Universal Corp., formerly Universal Leaf Tobacco, is the world’s largest leaf tobacco exporter/importer. It engages in the purchasing, processing, and selling of tobacco to cigarette, pipe tobacco, and cigar manufacturers. The company conducts business in more than 35 countries and employs more than 25,000 permanent and seasonal workers. Tobacco sales consist primarily of flue-cured and burley tobaccos. The company sold its lumber and building materials business and the majority of its agricultural products division in 2006.

There are some heightened concerns about Universal’s ability to fill the void that is being created by cigarette manufacturers’ new methods of procuring tobacco leaves themselves. And as market fundamentals weaken (oversupply of leaves, which will surely have an impact on pricing), the long-term picture is somewhat hazy.

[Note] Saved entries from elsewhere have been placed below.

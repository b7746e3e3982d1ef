//! SchemaSync CLI
//!
//! Keeps a local schema file in step with a branch-versioned database.
//!
//! # Commands
//!
//! - `deploy` - Migrate the branch of the current git branch to the local schema
//! - `pull` - Overwrite the local schema file with the branch schema
//! - `log` - Show the migration history, optionally across forks
//! - `dump` - Export a branch to a directory of line-delimited files
//! - `load` - Import such a directory into a branch
//! - `random-data` - Insert random records for development
//! - `status` - Show the git status of the schema file

mod commands;
mod git;
mod http_client;
mod settings;
mod terminal;

use clap::{Parser, Subcommand};
use commands::Context;
use http_client::{HttpConfig, API_KEY_ENV, DEFAULT_URL};
use schemasync_engine::{EngineConfig, SyncError};
use std::path::PathBuf;
use tracing_subscriber::EnvFilter;

/// Schema migration and data sync for branch-versioned databases.
#[derive(Parser)]
#[command(name = "schemasync")]
#[command(author, version, about, long_about = None)]
struct Cli {
    /// Directory containing config.json and the schema file
    #[arg(global = true, short, long, default_value = "schemasync")]
    dir: PathBuf,

    /// Enable verbose output
    #[arg(global = true, short, long)]
    verbose: bool,

    /// Apply migrations without asking for confirmation
    #[arg(global = true, short, long)]
    yes: bool,

    /// Service URL
    #[arg(global = true, long, env = "SCHEMASYNC_URL", default_value = DEFAULT_URL)]
    url: String,

    /// API key
    #[arg(global = true, long, env = "SCHEMASYNC_API_KEY", hide_env_values = true)]
    api_key: Option<String>,

    #[command(subcommand)]
    command: Commands,
}

#[derive(Subcommand)]
enum Commands {
    /// Deploy the local schema to the branch of the current git branch
    Deploy,

    /// Pull the schema file from the remote branch
    Pull,

    /// Show the migration history of the branch
    Log {
        /// Follow the history across branch forks
        #[arg(short, long)]
        follow: bool,
    },

    /// Dump a branch into a new directory
    Dump {
        /// Branch URL, like https://{workspace}.{domain}/db/{database}:{branch}
        #[arg(long)]
        branch_url: String,

        /// Directory to create
        #[arg(short, long)]
        output: PathBuf,

        /// Records requested per page
        #[arg(long, default_value = "10")]
        page_size: usize,
    },

    /// Load a dump directory into a branch
    Load {
        /// Branch URL, like https://{workspace}.{domain}/db/{database}:{branch}
        #[arg(long)]
        branch_url: String,

        /// Dump directory
        #[arg(short, long)]
        input: PathBuf,
    },

    /// Insert random records
    RandomData {
        /// Table to fill (default: all); may be repeated
        #[arg(short, long)]
        table: Vec<String>,

        /// Records per table
        #[arg(short = 'n', long, default_value = "25")]
        records: usize,

        /// Seed for reproducible records
        #[arg(long)]
        seed: Option<u64>,
    },

    /// Show the git status of the schema file
    Status,

    /// Show version information
    Version,
}

fn main() -> Result<(), Box<dyn std::error::Error>> {
    let cli = Cli::parse();

    // Initialize logging
    let filter = if cli.verbose {
        EnvFilter::new("debug")
    } else {
        EnvFilter::new("info")
    };
    tracing_subscriber::fmt()
        .with_env_filter(filter)
        .with_writer(std::io::stderr)
        .init();

    let mut http = HttpConfig::default().with_base_url(cli.url);
    if let Some(key) = cli.api_key {
        http = http.with_api_key(key);
    }
    let mut ctx = Context {
        dir: cli.dir,
        yes: cli.yes,
        http,
        engine: EngineConfig::default(),
    };

    let result = match cli.command {
        Commands::Deploy => commands::deploy::run(&ctx),
        Commands::Pull => commands::pull::run(&ctx),
        Commands::Log { follow } => commands::log::run(&ctx, follow),
        Commands::Dump {
            branch_url,
            output,
            page_size,
        } => {
            ctx.engine = ctx.engine.with_page_size(page_size);
            commands::dump::run(&ctx, &branch_url, &output)
        }
        Commands::Load { branch_url, input } => commands::load::run(&ctx, &branch_url, &input),
        Commands::RandomData {
            table,
            records,
            seed,
        } => commands::random_data::run(&ctx, &table, records, seed),
        Commands::Status => commands::status::run(&ctx),
        Commands::Version => {
            println!("SchemaSync CLI v{}", env!("CARGO_PKG_VERSION"));
            println!("Schema format v{}", schemasync_schema::SCHEMA_FORMAT_VERSION);
            Ok(())
        }
    };

    if let Err(e) = &result {
        if e.downcast_ref::<SyncError>().is_some_and(SyncError::is_unauthorized) {
            eprintln!("Authentication failed; check the key in {}.", API_KEY_ENV);
        }
    }
    result
}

Still, there is some good news. The company’s day-to-day operations are generating more cash than needed, which may lead the company to repurchase stock and raise the common’s dividend. In addition, the company is streamlining operations and has closed a processing plant in Ontario.

The hefty common dividend makes it worthwhile (current yield is 4.6%) for investors bullish on the stock, but the company’s 6.75% convertible preferred shares offer a higher and more secured income stream.

Bank of America Corp., which was formed by the merger of NationsBank with BankAmerica in 1998, has acquired a number of financial institutions along the way; the latest being Merrill Lynch in 2009 when that company caved under the mortgage debacle. The bank has more than 5,800 offices in 29 states and Washington, D.C.

The bank’s opening quarter was disappointing. Share net of $0.17 was far below the $0.28 sequential comparison. This drop was attributed to mortgage expenses that included litigations and a provision for the costs of resolving mortgage repurchases claims. Despite mounting high mortgage costs, the bank is expected to stage some recovery in 2012 as the number of foreclosures is reduced, smaller loan provisions implemented, and recent declines in delinquencies.

The Value Line Investment Survey does not expect much from the stock over the next six to 12 months; and the dividend is just $0.04 a share annually for a yield of 0.4%. The stock’s 3- to 5-year recovery potential is attractive, but the risk level is relatively high. Long-term investors with a bullish outlook for the stock may find the bank’s 7.25% Series L convertible preferred stock more attractive. The less volatile preferred shares are more price-stable, and offer a 7.0% current yield advantage.

At the time of this article's writing, the author did not have positions in any of the companies mentioned.